[Extracted records]
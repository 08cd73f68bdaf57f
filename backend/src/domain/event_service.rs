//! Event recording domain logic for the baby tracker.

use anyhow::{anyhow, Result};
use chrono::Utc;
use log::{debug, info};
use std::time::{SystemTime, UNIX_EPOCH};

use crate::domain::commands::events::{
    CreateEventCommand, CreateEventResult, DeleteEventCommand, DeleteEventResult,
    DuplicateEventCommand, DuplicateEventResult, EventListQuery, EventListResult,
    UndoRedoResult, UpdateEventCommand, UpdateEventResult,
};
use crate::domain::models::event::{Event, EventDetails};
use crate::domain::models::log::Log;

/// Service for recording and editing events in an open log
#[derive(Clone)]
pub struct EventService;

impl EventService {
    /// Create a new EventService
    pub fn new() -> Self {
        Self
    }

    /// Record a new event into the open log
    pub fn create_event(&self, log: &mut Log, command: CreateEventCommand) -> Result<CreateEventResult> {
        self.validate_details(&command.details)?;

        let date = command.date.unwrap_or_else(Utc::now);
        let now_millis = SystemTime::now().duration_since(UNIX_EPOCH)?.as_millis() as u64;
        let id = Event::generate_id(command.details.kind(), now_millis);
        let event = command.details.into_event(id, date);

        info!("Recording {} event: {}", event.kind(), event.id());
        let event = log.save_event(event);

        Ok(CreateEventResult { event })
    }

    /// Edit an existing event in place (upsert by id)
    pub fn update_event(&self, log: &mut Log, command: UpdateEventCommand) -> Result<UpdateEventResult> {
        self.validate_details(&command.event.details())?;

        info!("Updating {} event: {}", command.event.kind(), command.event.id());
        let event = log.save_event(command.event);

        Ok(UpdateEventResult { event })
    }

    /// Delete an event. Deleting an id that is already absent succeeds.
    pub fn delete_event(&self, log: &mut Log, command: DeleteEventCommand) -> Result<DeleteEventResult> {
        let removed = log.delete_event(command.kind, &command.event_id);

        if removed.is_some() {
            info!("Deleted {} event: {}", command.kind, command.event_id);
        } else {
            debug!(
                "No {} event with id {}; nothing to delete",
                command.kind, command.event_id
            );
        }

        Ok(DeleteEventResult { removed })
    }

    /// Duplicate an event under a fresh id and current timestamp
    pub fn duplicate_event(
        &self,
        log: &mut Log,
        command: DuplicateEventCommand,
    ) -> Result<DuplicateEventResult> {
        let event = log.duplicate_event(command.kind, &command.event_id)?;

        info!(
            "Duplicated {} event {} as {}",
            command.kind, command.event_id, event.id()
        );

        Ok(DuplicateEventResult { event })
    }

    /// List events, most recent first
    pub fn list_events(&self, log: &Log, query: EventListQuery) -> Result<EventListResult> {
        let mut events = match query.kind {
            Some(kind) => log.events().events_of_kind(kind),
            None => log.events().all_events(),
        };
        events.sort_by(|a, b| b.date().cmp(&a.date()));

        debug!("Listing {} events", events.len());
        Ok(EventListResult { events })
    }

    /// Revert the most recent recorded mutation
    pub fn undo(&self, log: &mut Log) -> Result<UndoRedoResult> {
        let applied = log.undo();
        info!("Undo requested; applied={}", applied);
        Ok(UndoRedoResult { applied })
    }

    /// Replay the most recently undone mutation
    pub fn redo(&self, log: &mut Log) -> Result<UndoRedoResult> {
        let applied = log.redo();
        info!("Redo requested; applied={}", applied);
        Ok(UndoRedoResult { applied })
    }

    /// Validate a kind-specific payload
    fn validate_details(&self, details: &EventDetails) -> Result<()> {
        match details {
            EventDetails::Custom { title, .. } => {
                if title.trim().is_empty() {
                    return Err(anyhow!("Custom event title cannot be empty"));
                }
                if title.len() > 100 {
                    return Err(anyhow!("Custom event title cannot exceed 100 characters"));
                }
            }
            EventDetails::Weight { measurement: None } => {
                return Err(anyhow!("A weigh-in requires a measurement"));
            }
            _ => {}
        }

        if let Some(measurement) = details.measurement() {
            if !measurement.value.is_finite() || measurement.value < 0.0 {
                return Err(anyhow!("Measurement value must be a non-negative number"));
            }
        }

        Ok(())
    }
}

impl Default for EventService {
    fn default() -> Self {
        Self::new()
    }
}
[/Extracted records]
→ Exercise goal: Write out exactly the lines from the start of the material through the line with "let event = log.save_event(event);". No other output is expected.

→ Result of this task:
repository 08cd73f68bdaf57f
filename backend/src/domain/event_service.rs
//! Event recording domain logic for the baby tracker.

use anyhow::{anyhow, Result};
use chrono::Utc;
use log::{debug, info};
use std::time::{SystemTime, UNIX_EPOCH};

use crate::domain::commands::events::{
    CreateEventCommand, CreateEventResult, DeleteEventCommand, DeleteEventResult,
    DuplicateEventCommand, DuplicateEventResult, EventListQuery, EventListResult,
    UndoRedoResult, UpdateEventCommand, UpdateEventResult,
};
use crate::domain::models::event::{Event, EventDetails};
use crate::domain::models::log::Log;

/// Service for recording and editing events in an open log
#[derive(Clone)]
pub struct EventService;

impl EventService {
    /// Create a new EventService
    pub fn new() -> Self {
        Self
    }

    /// Record a new event into the open log
    pub fn create_event(&self, log: &mut Log, command: CreateEventCommand) -> Result<CreateEventResult> {
        self.validate_details(&command.details)?;

        let date = command.date.unwrap_or_else(Utc::now);
        let now_millis = SystemTime::now().duration_since(UNIX_EPOCH)?.as_millis() as u64;
        let id = Event::generate_id(command.details.kind(), now_millis);
        let event = command.details.into_event(id, date);

        info!("Recording {} event: {}", event.kind(), event.id());
        let event = log.save_event(event);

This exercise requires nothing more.